- _Problem requirements_
Quote the entries below from the line with "filename crates/core/src/solver/config.rs" through the line with "use crate::error::ConfigError;", both ends included, and only those lines.

- _Available data_
########################################
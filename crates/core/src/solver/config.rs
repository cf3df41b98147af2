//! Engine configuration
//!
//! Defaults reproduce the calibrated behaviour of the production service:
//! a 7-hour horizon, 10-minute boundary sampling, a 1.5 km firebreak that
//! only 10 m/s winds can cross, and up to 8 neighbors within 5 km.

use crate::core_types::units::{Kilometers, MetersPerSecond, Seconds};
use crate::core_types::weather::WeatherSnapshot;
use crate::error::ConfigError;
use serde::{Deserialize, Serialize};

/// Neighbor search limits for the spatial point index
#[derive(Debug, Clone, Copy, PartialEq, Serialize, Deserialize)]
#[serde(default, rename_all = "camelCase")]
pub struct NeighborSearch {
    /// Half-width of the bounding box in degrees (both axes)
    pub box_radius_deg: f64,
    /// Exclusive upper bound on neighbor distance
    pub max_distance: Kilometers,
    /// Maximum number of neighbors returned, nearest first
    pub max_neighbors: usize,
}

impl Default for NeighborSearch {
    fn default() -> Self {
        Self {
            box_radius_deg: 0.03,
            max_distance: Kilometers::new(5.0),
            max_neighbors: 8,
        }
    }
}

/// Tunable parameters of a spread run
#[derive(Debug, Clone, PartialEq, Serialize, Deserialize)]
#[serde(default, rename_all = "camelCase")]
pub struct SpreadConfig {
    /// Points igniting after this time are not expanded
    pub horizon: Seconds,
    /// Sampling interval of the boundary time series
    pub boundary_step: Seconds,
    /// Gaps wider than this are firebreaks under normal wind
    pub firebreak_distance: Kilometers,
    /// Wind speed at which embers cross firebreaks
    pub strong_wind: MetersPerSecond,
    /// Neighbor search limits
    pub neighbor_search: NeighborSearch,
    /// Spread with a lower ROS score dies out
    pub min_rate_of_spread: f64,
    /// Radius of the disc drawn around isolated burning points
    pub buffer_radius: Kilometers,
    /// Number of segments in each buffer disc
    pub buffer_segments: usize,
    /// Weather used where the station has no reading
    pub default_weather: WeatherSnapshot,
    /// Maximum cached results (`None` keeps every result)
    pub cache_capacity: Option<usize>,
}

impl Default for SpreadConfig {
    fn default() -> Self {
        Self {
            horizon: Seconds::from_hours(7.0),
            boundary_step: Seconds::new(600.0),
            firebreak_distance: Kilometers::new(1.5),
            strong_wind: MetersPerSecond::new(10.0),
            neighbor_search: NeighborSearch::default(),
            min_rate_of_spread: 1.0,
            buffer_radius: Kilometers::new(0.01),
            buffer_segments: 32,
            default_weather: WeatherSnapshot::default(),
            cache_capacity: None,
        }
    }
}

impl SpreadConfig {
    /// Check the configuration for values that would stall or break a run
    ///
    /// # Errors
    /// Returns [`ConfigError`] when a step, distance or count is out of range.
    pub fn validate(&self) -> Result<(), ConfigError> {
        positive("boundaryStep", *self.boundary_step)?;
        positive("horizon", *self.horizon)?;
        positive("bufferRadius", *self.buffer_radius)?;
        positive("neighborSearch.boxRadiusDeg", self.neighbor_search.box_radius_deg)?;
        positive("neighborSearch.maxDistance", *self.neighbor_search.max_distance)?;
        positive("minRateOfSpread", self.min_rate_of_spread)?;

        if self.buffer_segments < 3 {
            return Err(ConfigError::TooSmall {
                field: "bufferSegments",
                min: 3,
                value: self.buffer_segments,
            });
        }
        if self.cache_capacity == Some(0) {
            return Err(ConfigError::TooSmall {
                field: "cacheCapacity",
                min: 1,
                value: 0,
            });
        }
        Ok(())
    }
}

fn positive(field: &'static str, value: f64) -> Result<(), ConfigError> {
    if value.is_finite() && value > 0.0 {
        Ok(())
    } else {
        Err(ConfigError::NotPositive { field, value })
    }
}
########################################
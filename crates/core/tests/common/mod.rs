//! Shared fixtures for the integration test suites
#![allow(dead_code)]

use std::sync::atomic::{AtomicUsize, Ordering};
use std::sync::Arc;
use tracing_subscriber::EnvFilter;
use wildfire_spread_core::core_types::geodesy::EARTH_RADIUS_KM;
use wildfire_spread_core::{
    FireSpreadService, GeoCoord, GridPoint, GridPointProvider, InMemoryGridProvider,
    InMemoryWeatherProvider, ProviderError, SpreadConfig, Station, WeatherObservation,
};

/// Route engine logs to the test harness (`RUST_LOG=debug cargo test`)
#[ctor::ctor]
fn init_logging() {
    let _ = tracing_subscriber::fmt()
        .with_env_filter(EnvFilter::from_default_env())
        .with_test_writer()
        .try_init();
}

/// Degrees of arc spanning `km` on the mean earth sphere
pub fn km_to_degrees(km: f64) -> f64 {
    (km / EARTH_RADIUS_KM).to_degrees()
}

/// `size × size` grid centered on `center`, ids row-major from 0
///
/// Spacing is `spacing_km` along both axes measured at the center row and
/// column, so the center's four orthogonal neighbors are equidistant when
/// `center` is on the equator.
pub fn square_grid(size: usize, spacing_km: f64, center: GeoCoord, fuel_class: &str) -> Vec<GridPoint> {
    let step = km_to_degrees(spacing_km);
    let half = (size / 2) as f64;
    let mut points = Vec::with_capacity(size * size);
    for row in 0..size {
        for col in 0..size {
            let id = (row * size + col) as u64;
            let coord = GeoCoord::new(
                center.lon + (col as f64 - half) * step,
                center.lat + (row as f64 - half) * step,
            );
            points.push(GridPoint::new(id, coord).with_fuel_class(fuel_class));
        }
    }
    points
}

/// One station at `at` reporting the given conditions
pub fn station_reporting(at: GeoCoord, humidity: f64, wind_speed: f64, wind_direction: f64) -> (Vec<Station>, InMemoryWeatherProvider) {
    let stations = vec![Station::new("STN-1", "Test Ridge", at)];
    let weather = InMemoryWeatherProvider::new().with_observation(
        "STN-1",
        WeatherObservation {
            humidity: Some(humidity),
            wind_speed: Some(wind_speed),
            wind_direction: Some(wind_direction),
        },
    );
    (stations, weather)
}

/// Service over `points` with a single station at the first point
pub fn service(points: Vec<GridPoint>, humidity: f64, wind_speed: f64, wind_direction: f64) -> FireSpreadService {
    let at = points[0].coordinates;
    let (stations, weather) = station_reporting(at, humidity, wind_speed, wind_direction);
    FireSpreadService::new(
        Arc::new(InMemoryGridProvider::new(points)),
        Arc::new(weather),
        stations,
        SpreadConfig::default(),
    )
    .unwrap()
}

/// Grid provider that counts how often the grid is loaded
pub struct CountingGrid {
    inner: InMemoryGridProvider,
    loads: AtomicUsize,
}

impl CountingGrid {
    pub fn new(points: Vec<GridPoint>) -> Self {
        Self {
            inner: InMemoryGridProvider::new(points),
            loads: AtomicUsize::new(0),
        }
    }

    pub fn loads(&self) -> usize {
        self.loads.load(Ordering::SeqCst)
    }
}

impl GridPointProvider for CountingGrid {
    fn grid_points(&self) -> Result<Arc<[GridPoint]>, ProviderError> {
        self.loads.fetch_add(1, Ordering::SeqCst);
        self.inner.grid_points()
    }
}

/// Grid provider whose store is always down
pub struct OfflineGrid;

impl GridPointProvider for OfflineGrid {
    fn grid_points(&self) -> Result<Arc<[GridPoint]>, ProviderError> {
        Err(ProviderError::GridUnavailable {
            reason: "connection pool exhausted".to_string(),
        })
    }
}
########################################
- _Expected answer_
filename crates/core/src/solver/config.rs
repository cf3df41b98147af2
//! Engine configuration
//!
//! Defaults reproduce the calibrated behaviour of the production service:
//! a 7-hour horizon, 10-minute boundary sampling, a 1.5 km firebreak that
//! only 10 m/s winds can cross, and up to 8 neighbors within 5 km.

use crate::core_types::units::{Kilometers, MetersPerSecond, Seconds};
use crate::core_types::weather::WeatherSnapshot;
use crate::error::ConfigError;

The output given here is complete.